Confidences du co-fondateur d’Apple

Confidences de Steve Wozniak, co-fondateur d'Apple

En 1975, jeune ingénieur chez HP, Steve Wozniak construisait son premier micro ordinateur. Son ami Steve Jobs perçut tout le potentiel de l’informatique personnelle. Si le reste appartient à l’histoire, le co-fondateur de la plus grande marque mondiale nous a exposé dans un entretien sa vision de l’entrepreneuriat et du numérique.

Reconnu comme un visionnaire en matière de technologie, Steve Wozniak partage sa vie entre des activités philanthropiques et la direction scientifique de Fusionio, fabricant de mémoires flash pour serveurs et centres de données.

 

Interconnexions

Dans son entretien avec Mike Sutcliff, Directeur d’Accenture Digital, Steve Wozniak remarque en premier lieu que le traitement de l’information s’est déplacé : des terminaux — de plus en plus mobiles — vers les centres de données qui supportent Internet. Au-delà, il est frappé par l’interconnexion croissante des bases de données : « Une seule d’entre elles ne suffit pas à apporter une réponse. Il faut faire beaucoup de comparaisons et puis d’un coup une base de données va vous suggérer quelque chose : par exemple, quand vous préparez un itinéraire routier, le programme vous informera automatiquement des conditions de circulation ».

 

Des robots assistants de vie

Selon le co-fondateur d’Apple, la robotique représentera la prochaine lame de fond. « J’aime toujours évoquer l’idée suivante : que quelqu’un construise une machine capable de me servir une tasse de café, chez moi. Un jour, un jeune va s’emparer de cette idée et en faire son but dans la vie. C’est ainsi que les choses se passent : les jeunes ne se fixent pas de frontières ». Appliquée à l’automobile, sa vision de la robotique prend la forme d’assistants autonomes qui nettoieraient le véhicule en notre absence, qui prendraient en charge la conduite avec une acuité, une précision et une vitesse bien supérieures aux capacités humaines, pour une sécurité accrue.

 

Aux sources de la motivation

Interrogé sur ce qui l’a conduit à fabriquer un premier micro ordinateur en 1975, Steve Wozniak évoque son ignorance, à l’époque, des langages de programmation. La toute jeune entreprise Apple était conviée à participer au salon de l’électronique de Las Vegas (CES), mais sans lui. Son défi : réussir à programmer en deux semaines un système sur disquette souple, afin de participer au CES avec Steve Jobs. « Je n’avais jamais travaillé sur un logiciel ou autre matériel associé à des disques informatiques. Mais si vous faites partie des personnes capables d’envisager un problème et d’assembler les éléments pour définir la meilleure voie possible, vous y parviendrez. »

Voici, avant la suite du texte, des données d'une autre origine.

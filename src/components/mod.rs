//! UI Components
//!
//! Reusable Leptos components.

mod category_tabs;
mod contact_page;
mod content_list;
mod field_input;
mod form_view;
mod listing_page;
mod nav_bar;
mod news_page;
mod register_page;
mod status_banner;

pub use category_tabs::CategoryTabs;
pub use contact_page::ContactPage;
pub use content_list::ContentList;
pub use field_input::FieldInput;
pub use form_view::FormView;
pub use listing_page::ListingPage;
pub use nav_bar::NavBar;
pub use news_page::NewsPage;
pub use register_page::RegisterPage;
pub use status_banner::StatusBanner;
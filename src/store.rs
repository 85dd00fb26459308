//! Global Application State Store
//!
//! Uses Leptos reactive_stores for fine-grained reactivity. Holds the
//! parsed content catalogs; form and filter state stay local to the
//! views that own them.

use leptos::prelude::*;
use reactive_stores::Store;

use crate::data;
use crate::models::{ContentRecord, Section};

/// Global application state with field-level reactivity
#[derive(Clone, Debug, Default, Store)]
pub struct AppState {
    /// Documents catalog
    pub documents: Vec<ContentRecord>,
    /// Media catalog
    pub media: Vec<ContentRecord>,
    /// Training catalog
    pub training: Vec<ContentRecord>,
    /// News catalog
    pub news: Vec<ContentRecord>,
}

impl AppState {
    /// Parse every embedded catalog; a section that fails to parse is
    /// logged and left empty rather than taking the app down.
    pub fn load() -> Self {
        let mut state = Self::default();
        for section in [
            Section::Documents,
            Section::Media,
            Section::Training,
            Section::News,
        ] {
            match data::load_section(section) {
                Ok(records) => match section {
                    Section::Documents => state.documents = records,
                    Section::Media => state.media = records,
                    Section::Training => state.training = records,
                    Section::News => state.news = records,
                },
                Err(e) => {
                    web_sys::console::error_1(&format!("[Store] {}", e).into());
                }
            }
        }
        state
    }
}

/// Type alias for the store
pub type AppStore = Store<AppState>;

/// Get the app store from context
pub fn use_app_store() -> AppStore {
    expect_context::<AppStore>()
}

/// Records for one section, cloned out of the store
pub fn section_records(store: &AppStore, section: Section) -> Vec<ContentRecord> {
    match section {
        Section::Documents => store.documents().get(),
        Section::Media => store.media().get(),
        Section::Training => store.training().get(),
        Section::News => store.news().get(),
    }
}
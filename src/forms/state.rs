//! Form Field State
//!
//! Immutable-snapshot store of a form's current input values. Every field
//! declared in the schema has a defined entry at all times; setting an
//! undeclared field is a programming error (fatal in debug builds).

use std::collections::HashMap;

use serde::Serialize;

use super::schema::{FieldKind, FieldSchema};

/// Current value of one field
#[derive(Debug, Clone, PartialEq, Serialize)]
#[serde(untagged)]
pub enum FieldValue {
    Text(String),
    Flag(bool),
}

impl FieldValue {
    pub fn as_text(&self) -> &str {
        match self {
            FieldValue::Text(text) => text,
            FieldValue::Flag(_) => "",
        }
    }

    pub fn as_flag(&self) -> bool {
        match self {
            FieldValue::Text(_) => false,
            FieldValue::Flag(flag) => *flag,
        }
    }

    /// True when the user has entered nothing (unchecked counts as empty)
    pub fn is_empty(&self) -> bool {
        match self {
            FieldValue::Text(text) => text.trim().is_empty(),
            FieldValue::Flag(flag) => !flag,
        }
    }
}

/// Snapshot of a form's input values, keyed by schema field name
#[derive(Debug, Clone, Default, PartialEq, Serialize)]
#[serde(transparent)]
pub struct FormState {
    values: HashMap<String, FieldValue>,
}

impl FormState {
    /// Build the default snapshot: empty text for value fields, false for
    /// checkboxes.
    pub fn from_schema(schema: &[FieldSchema]) -> Self {
        let values = schema
            .iter()
            .map(|field| {
                let default = match field.kind {
                    FieldKind::Checkbox => FieldValue::Flag(false),
                    _ => FieldValue::Text(String::new()),
                };
                (field.name.clone(), default)
            })
            .collect();
        Self { values }
    }

    /// Replace the value for `name`, leaving all other fields unchanged.
    ///
    /// `name` must be declared in the schema this state was built from.
    pub fn set(&mut self, name: &str, value: FieldValue) {
        debug_assert!(
            self.values.contains_key(name),
            "set on undeclared field: {}",
            name
        );
        if let Some(slot) = self.values.get_mut(name) {
            *slot = value;
        }
    }

    pub fn get(&self, name: &str) -> Option<&FieldValue> {
        self.values.get(name)
    }

    pub fn text(&self, name: &str) -> &str {
        self.values.get(name).map(FieldValue::as_text).unwrap_or("")
    }

    pub fn flag(&self, name: &str) -> bool {
        self.values.get(name).map(FieldValue::as_flag).unwrap_or(false)
    }

    /// Reset every field to its schema default
    pub fn reset(&mut self, schema: &[FieldSchema]) {
        *self = Self::from_schema(schema);
    }
}
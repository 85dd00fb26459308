//! Category Tabs Component
//!
//! Filter buttons for a content listing: the "All" sentinel plus one tab
//! per category present in the catalog.

use leptos::prelude::*;

use crate::catalog::CategoryFilter;

/// Category selector buttons for a listing
#[component]
pub fn CategoryTabs(
    categories: Memo<Vec<String>>,
    selected: ReadSignal<CategoryFilter>,
    set_selected: WriteSignal<CategoryFilter>,
) -> impl IntoView {
    view! {
        <div class="category-tabs">
            <button
                class=move || {
                    if selected.get() == CategoryFilter::All { "tab-btn active" } else { "tab-btn" }
                }
                on:click=move |_| set_selected.set(CategoryFilter::All)
            >
                "All"
            </button>
            <For
                each=move || categories.get()
                key=|category| category.clone()
                children=move |category| {
                    let value = CategoryFilter::Only(category.clone());
                    let value_clone = value.clone();
                    let is_selected = move || selected.get() == value;
                    view! {
                        <button
                            class=move || if is_selected() { "tab-btn active" } else { "tab-btn" }
                            on:click=move |_| set_selected.set(value_clone.clone())
                        >
                            {category}
                        </button>
                    }
                }
            />
        </div>
    }
}
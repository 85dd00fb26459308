//! Listing Page Component
//!
//! One parameterized page for any content section; the section picks the
//! catalog out of the store and decides the ordering.

use leptos::prelude::*;

use crate::components::ContentList;
use crate::models::Section;
use crate::store::{section_records, use_app_store};

/// Catalog page for a section
#[component]
pub fn ListingPage(section: Section) -> impl IntoView {
    let store = use_app_store();
    let records = Signal::derive(move || section_records(&store, section));

    view! {
        <section class="page listing-page">
            <h1>{section.title()}</h1>
            <ContentList records sort_by_date=section.sorted_by_date() />
        </section>
    }
}
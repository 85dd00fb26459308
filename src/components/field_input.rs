//! Field Input Component
//!
//! Renders one schema field as the matching control (input, textarea,
//! select, checkbox) with its inline validation error.

use leptos::prelude::*;
use wasm_bindgen::JsCast;

use crate::forms::{FieldKind, FieldSchema, FieldValue, FormModel};

/// One field of a form, bound to the form's model
#[component]
pub fn FieldInput(model: RwSignal<FormModel>, field: FieldSchema) -> impl IntoView {
    let name = StoredValue::new(field.name.clone());
    let error = move || model.with(|m| name.with_value(|n| m.error(n)));

    let text_value = move || model.with(|m| name.with_value(|n| m.text(n)));
    let set_text = move |value: String| {
        model.update(|m| name.with_value(|n| m.set_field(n, FieldValue::Text(value.clone()))));
    };

    let kind = field.kind.clone();
    let label = field.label.clone();
    let placeholder = field.placeholder.clone().unwrap_or_default();
    let required = field.required;
    let is_checkbox = matches!(kind, FieldKind::Checkbox);

    let input_type = if field.secret {
        "password"
    } else {
        match kind {
            FieldKind::Email => "email",
            FieldKind::Phone => "tel",
            _ => "text",
        }
    };

    let control = match field.kind {
        FieldKind::Checkbox => {
            let label = label.clone();
            view! {
                <label class="checkbox-row">
                    <input
                        type="checkbox"
                        prop:checked=move || model.with(|m| name.with_value(|n| m.flag(n)))
                        on:change=move |ev| {
                            let target = ev.target().unwrap();
                            let input = target.dyn_ref::<web_sys::HtmlInputElement>().unwrap();
                            model.update(|m| {
                                name.with_value(|n| m.set_field(n, FieldValue::Flag(input.checked())))
                            });
                        }
                    />
                    <span>{label}</span>
                </label>
            }
            .into_any()
        }
        FieldKind::Select(options) => view! {
            <select
                prop:value=text_value
                on:change=move |ev| {
                    let target = ev.target().unwrap();
                    let select = target.dyn_ref::<web_sys::HtmlSelectElement>().unwrap();
                    set_text(select.value());
                }
            >
                <option value="">"Please select..."</option>
                {options
                    .into_iter()
                    .map(|option| view! { <option value=option.clone()>{option.clone()}</option> })
                    .collect_view()}
            </select>
        }
        .into_any(),
        _ if field.multiline => view! {
            <textarea
                placeholder=placeholder.clone()
                prop:value=text_value
                on:input=move |ev| {
                    let target = ev.target().unwrap();
                    let area = target.dyn_ref::<web_sys::HtmlTextAreaElement>().unwrap();
                    set_text(area.value());
                }
            ></textarea>
        }
        .into_any(),
        _ => view! {
            <input
                type=input_type
                placeholder=placeholder.clone()
                prop:value=text_value
                on:input=move |ev| {
                    let target = ev.target().unwrap();
                    let input = target.dyn_ref::<web_sys::HtmlInputElement>().unwrap();
                    set_text(input.value());
                }
            />
        }
        .into_any(),
    };

    view! {
        <div class="form-field" class:invalid=move || error().is_some()>
            {(!is_checkbox).then(|| view! {
                <label class="field-label">
                    {label.clone()}
                    {required.then(|| view! { <span class="required-mark">"*"</span> })}
                </label>
            })}
            {control}
            {move || error().map(|e| view! { <span class="field-error">{e.message()}</span> })}
        </div>
    }
}
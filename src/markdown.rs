//! Markdown Rendering
//!
//! Record descriptions are markdown; this renders them to HTML for the
//! catalog cards. Strikethrough and tables are enabled, nothing fancier.

use pulldown_cmark::{html::push_html, Options, Parser};

fn get_options() -> Options {
    Options::ENABLE_STRIKETHROUGH | Options::ENABLE_TABLES
}

/// Parse markdown to an HTML fragment
pub fn parse_markdown(text: &str) -> String {
    let parser = Parser::new_ext(text, get_options());
    let mut html_output = String::new();
    push_html(&mut html_output, parser);
    html_output
}

/// Parse markdown for inline use (strips outer <p> tags)
pub fn parse_markdown_inline(text: &str) -> String {
    let html = parse_markdown(text);

    html.trim()
        .strip_prefix("<p>")
        .and_then(|s| s.strip_suffix("</p>"))
        .map(|s| s.to_string())
        .unwrap_or(html)
}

Voilà donc les ressorts de sa motivation : présenter son innovation et visiter une ville qui le faisait rêver… « Cela ne se déclenche pas par un salaire ou des actions mais résulte d’une passion personnelle, profondément ancrée dans une personne qui entend démontrer ses idées. C’est comme cela que l’on crée des produits incroyables et un travail incroyable. Nous ne disons pas aux personnes que leurs idées sont erronées, ce n’est pas ainsi que nous procédons. La culture d’entreprise s’acquière parfois en chemin ».

 

L’obsession de l’excellence

Étudiant, Steve Wozniak était si passionné d’électronique qu’il multipliait les cours et les lectures sur le sujet. Dans un monde devenu numérique et logiciel, la maîtrise des mathématiques et du calcul lui semble moins cruciale même s’il est intéressant de comprendre ce qui est sous-jacent au code pour créer un avantage concurrentiel. Mais l’essentiel selon lui consiste à recruter des ingénieurs passionnés et ambitieux ou à leur inspirer ces qualités. Avec le réflexe systématique d’analyser ce que l’on produit, et de se demander en quoi et comment on pourrait le porter vers l’excellence.

« J’ai enseigné à des étudiants de master et de doctorat, et j’ai remarqué que les meilleurs d’entre eux allaient toujours au-delà de ce que je leur demandais. Ils étaient capables de créativité. Ils ne cherchaient pas à obtenir la réponse conventionnelle, identique pour tout le monde. Ils ajoutaient leur touche personnelle ». Cependant l’idée seule ne suffit pas en entreprise. Les dirigeants ont ainsi besoin de bâtisseurs, aguerris par les projets réalisés. La capacité à transformer le rêve en réalité reste le nerf du monde économique.